Look through the listing underneath for "hello", and copy every line that has it.
┌──
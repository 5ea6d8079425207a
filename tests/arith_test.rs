mod common;
use common::*;
use sigil::ErrorKind;

#[test]
fn test_sum_is_variadic() {
    let output = run(r#"
        #main{
            @new_i32 : (total , 0);
            @sum : (1 , 2 , 3 , 4) ~ total;
            @print : ($total);
        }
    "#);
    assert_eq!(output, "10");
}

#[test]
fn test_add_alias() {
    let output = run(r#"
        #main{
            @new_i32 : (total , 0);
            @add : (40 , 2) ~ total;
            @print : ($total);
        }
    "#);
    assert_eq!(output, "42");
}

#[test]
fn test_product_and_multiply() {
    let output = run(r#"
        #main{
            @new_i32 : (p , 0);
            @product : (2 , 3 , 4) ~ p;
            @multiply : ($p , 2) ~ p;
            @print : ($p);
        }
    "#);
    assert_eq!(output, "48");
}

#[test]
fn test_subtract_and_divide() {
    let output = run(r#"
        #main{
            @new_f64 : (r , 0.0);
            @subtract : (10 , 3) ~ r;
            @print : ($r , " ");
            @divide : ($r , 2) ~ r;
            @print : ($r);
        }
    "#);
    assert_eq!(output, "7.000000 3.500000");
}

#[test]
fn test_mod() {
    let output = run(r#"
        #main{
            @new_i64 : (r , 0);
            @mod : (7 , 3) ~ r;
            @print : ($r);
        }
    "#);
    assert_eq!(output, "1");
}

#[test]
fn test_mod_truncates_float_operands() {
    let output = run(r#"
        #main{
            @new_i64 : (r , 0);
            @mod : (7.9 , 3.9) ~ r;
            @print : ($r);
        }
    "#);
    assert_eq!(output, "1");
}

#[test]
fn test_floor_ceiling_abs_pow() {
    let output = run(r#"
        #main{
            @new_i32 : (r , 0);
            @floor : (3.7) ~ r;
            @print : ($r , " ");
            @ceiling : (3.2) ~ r;
            @print : ($r , " ");
            @abs : (-5) ~ r;
            @print : ($r , " ");
            @pow : (2 , 10) ~ r;
            @print : ($r);
        }
    "#);
    assert_eq!(output, "3 4 5 1024");
}

#[test]
fn test_result_narrows_to_return_tag() {
    let output = run(r#"
        #main{
            @new_i8 : (r , 0);
            @sum : (100 , 27) ~ r;
            @print : ($r);
        }
    "#);
    assert_eq!(output, "127");
}

#[test]
fn test_store_overflow() {
    let error = fail(r#"
        #main{
            @new_i8 : (r , 0);
            @sum : (100 , 100) ~ r;
        }
    "#);
    assert_eq!(error.kind(), ErrorKind::Overflow);
}

#[test]
fn test_non_numeric_return_address() {
    let error = fail(r#"
        #main{
            @new_str : (r , "zero");
            @sum : (1 , 2) ~ r;
        }
    "#);
    assert_eq!(error.kind(), ErrorKind::TypeMismatch);
}

#[test]
fn test_missing_return_address() {
    let error = fail("#main{ @sum : (1 , 2); }");
    assert_eq!(error.kind(), ErrorKind::UnknownReturnAddress);
}

#[test]
fn test_fmax_keeps_the_accumulator() {
    let output = run(r#"
        #main{
            @new_fmax : (r , 0);
            @divide : (1 , 3) ~ r;
            @print : ($r);
        }
    "#);
    assert_eq!(output, "0.333333");
}

#[test]
fn test_textual_pipeline_keeps_six_digit_precision() {
    let output = run(r#"
        #main{
            @new_f32 : (r , 0.1);
            @sum : ($r , 0.2) ~ r;
            @print : ($r);
        }
    "#);
    assert_eq!(output, "0.300000");
}

#[test]
fn test_bad_operand() {
    let error = fail(r#"
        #main{
            @new_i32 : (r , 0);
            @sum : (1 , oops) ~ r;
        }
    "#);
    assert_eq!(error.kind(), ErrorKind::BadLiteral);
}
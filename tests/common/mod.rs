#![allow(dead_code)]

use sigil::{compile, Error, Vm};
use std::io::Cursor;

/// Compiles and runs `main`, returning the outcome plus whatever reached
/// the sink before it (partial output is retained on failure).
pub fn exec(source: &str, input: &str) -> (Result<(), Error>, String) {
    let program = match compile(source) {
        Ok(program) => program,
        Err(error) => return (Err(error), String::new()),
    };
    let mut sink: Vec<u8> = vec![];
    let mut vm = Vm::new(program, &mut sink, Cursor::new(input.to_string()));
    vm.build_memory();
    let result = vm.execute("main");
    drop(vm);
    (result, String::from_utf8_lossy(&sink).into_owned())
}

pub fn run(source: &str) -> String {
    run_with_input(source, "")
}

pub fn run_with_input(source: &str, input: &str) -> String {
    let (result, output) = exec(source, input);
    if let Err(error) = result {
        panic!("?{} (output so far: {:?})", error, output);
    }
    output
}

pub fn fail(source: &str) -> Error {
    let (result, _) = exec(source, "");
    result.expect_err("program should fail")
}
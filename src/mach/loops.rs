/*!
## Loop setup

`@loop : (start, stop, step) ~ it` validates its bounds and stores them as
three narrowed integer variables for the matching `@start`/`@end` block to
consume. The helper variables and the iterator survive the loop, so bounds
can be inspected afterwards; setting up the same iterator twice is a
duplicate error.
*/

use super::{SectionMemory, Val};
use crate::error;
use crate::lang::{literal, Error};

type Result<T> = std::result::Result<T, Error>;

pub(crate) fn option_name(iterator: &str, field: &str) -> String {
    format!("___LOOP___ENGINE___{}___{}___", iterator, field)
}

fn store_option(mem: &mut SectionMemory, key: String, val: Val) -> Result<()> {
    if mem.contains(&key) {
        return Err(error!(DuplicateVariable; "loop option already exists: {}", key));
    }
    mem.insert(&key, val)
}

pub fn setup(params: &[String], ret: &str, mem: &mut SectionMemory) -> Result<()> {
    if params.len() != 3 {
        return Err(error!(Parse; "loop() requires exactly 3 parameters (start, stop, step)"));
    }
    // the return address doubles as the iterator name
    if ret == "nullptr" || !mem.contains(ret) {
        return Err(error!(UnknownReturnAddress; "loop iterator '{}' doesn't exist", ret));
    }

    let mut bounds = [0i64; 3];
    for (slot, token) in bounds.iter_mut().zip(params) {
        let value = mem.resolve_token(token)?;
        if !literal::is_number(&value) {
            return Err(error!(BadLiteral; "'{}' is not a valid loop bound", value));
        }
        *slot = literal::parse_int(&value)?;
    }
    let [start, stop, step] = bounds;

    if step == 0 {
        return Err(error!(BadLoopBounds; "step must not be zero"));
    }
    if step > 0 && start > stop {
        return Err(error!(BadLoopBounds; "step > 0 but start > stop"));
    }
    if step < 0 && start < stop {
        return Err(error!(BadLoopBounds; "step < 0 but start < stop"));
    }

    store_option(mem, option_name(ret, "start"), Val::narrowest_int(start))?;
    store_option(mem, option_name(ret, "stop"), Val::narrowest_int(stop))?;
    store_option(mem, option_name(ret, "step"), Val::narrowest_int(step))?;
    Ok(())
}
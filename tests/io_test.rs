mod common;
use common::*;
use sigil::ErrorKind;

#[test]
fn test_print_has_no_terminator() {
    let output = run(r#"
        #main{
            @print : ("a" , "b");
            @print : ("c");
        }
    "#);
    assert_eq!(output, "abc");
}

#[test]
fn test_print_token_kinds() {
    let output = run(r#"
        #main{
            @new_i32 : (n , 7);
            @print : ("quoted " , $n , " " , 42);
        }
    "#);
    assert_eq!(output, "quoted 7 42");
}

#[test]
fn test_println_terminates_every_token() {
    let output = run(r#"
        #main{
            @println : ("a" , "b");
        }
    "#);
    assert_eq!(output, "a\nb\n");
}

#[test]
fn test_input_stores_the_line() {
    let output = run_with_input(
        r#"
        #main{
            @new_str : (name , "");
            @input : ("Name: ") ~ name;
            @print : ("hello " , $name);
        }
        "#,
        "Ada\n",
    );
    assert_eq!(output, "Name: hello Ada");
}

#[test]
fn test_input_without_return_address_discards() {
    let output = run_with_input(
        r#"
        #main{
            @input : ();
            @print : ("done");
        }
        "#,
        "ignored\n",
    );
    assert_eq!(output, "done");
}

#[test]
fn test_input_prompt_from_reference() {
    let output = run_with_input(
        r#"
        #main{
            @new_str : (prompt , "n? ");
            @new_str : (buff , "");
            @input : ($prompt) ~ buff;
            @print : ($buff);
        }
        "#,
        "5\n",
    );
    assert_eq!(output, "n? 5");
}

#[test]
fn test_flush_rejects_parameters() {
    let error = fail("#main{ @flush : (x); }");
    assert_eq!(error.kind(), ErrorKind::Parse);
}

#[test]
fn test_flush() {
    let output = run(r#"
        #main{
            @print : ("x");
            @flush : ();
        }
    "#);
    assert_eq!(output, "x");
}

#[test]
fn test_input_rejects_two_prompts() {
    let error = fail("#main{ @input : (\"a\" , \"b\"); }");
    assert_eq!(error.kind(), ErrorKind::Parse);
}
└──
Result below:
            @print : ("hello " , $name);
    assert_eq!(output, "Name: hello Ada");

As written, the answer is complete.